** Task material follows **

//! # Courier Runtime
//!
//! Drives message handlers from broker subscriptions.
//!
//! ## Core Components
//!
//! - **Router**: one consumption loop per binding, settlement (ack, nack,
//!   dead-letter) and graceful shutdown
//! - **Middleware**: tower layers applied around every handler
//!   (correlation propagation, delivery tagging, retry with backoff)
//! - **Retry**: exponential backoff policy shared by the retry middleware
//! - **Metrics**: Prometheus recorders for router and retry activity
//!
//! ## Example
//!
//! ```ignore
//! use courier_runtime::router::{Binding, Router, RouterConfig};
//! use courier_runtime::middleware::{CorrelationLayer, DeliveryTagLayer, RetryLayer};
//!
//! let mut router = Router::new(RouterConfig::default());
//! router.add_middleware(CorrelationLayer);
//! router.add_middleware(DeliveryTagLayer);
//! router.add_middleware(RetryLayer::default());
//! router.add_binding(Binding::new("issue-receipt", subscription, broker, handler))?;
//!
//! router.run(shutdown_signal()).await?;
//! ```

/// Prometheus metrics for observability
pub mod metrics;

/// Middleware chain around message handlers
pub mod middleware;

/// Retry logic with exponential backoff
pub mod retry;

/// Router and consumption loops
pub mod router;

pub use retry::RetryPolicy;
pub use router::{Binding, Router, RouterConfig, RouterError, RunningSignal};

** End of Task material **

The expected output is the exact run of lines from the start of the entries through the line with "pub mod middleware;", inclusive.

//! # Courier Runtime
//!
//! Drives message handlers from broker subscriptions.
//!
//! ## Core Components
//!
//! - **Router**: one consumption loop per binding, settlement (ack, nack,
//!   dead-letter) and graceful shutdown
//! - **Middleware**: tower layers applied around every handler
//!   (correlation propagation, delivery tagging, retry with backoff)
//! - **Retry**: exponential backoff policy shared by the retry middleware
//! - **Metrics**: Prometheus recorders for router and retry activity
//!
//! ## Example
//!
//! ```ignore
//! use courier_runtime::router::{Binding, Router, RouterConfig};
//! use courier_runtime::middleware::{CorrelationLayer, DeliveryTagLayer, RetryLayer};
//!
//! let mut router = Router::new(RouterConfig::default());
//! router.add_middleware(CorrelationLayer);
//! router.add_middleware(DeliveryTagLayer);
//! router.add_middleware(RetryLayer::default());
//! router.add_binding(Binding::new("issue-receipt", subscription, broker, handler))?;
//!
//! router.run(shutdown_signal()).await?;
//! ```

/// Prometheus metrics for observability
pub mod metrics;

/// Middleware chain around message handlers
pub mod middleware;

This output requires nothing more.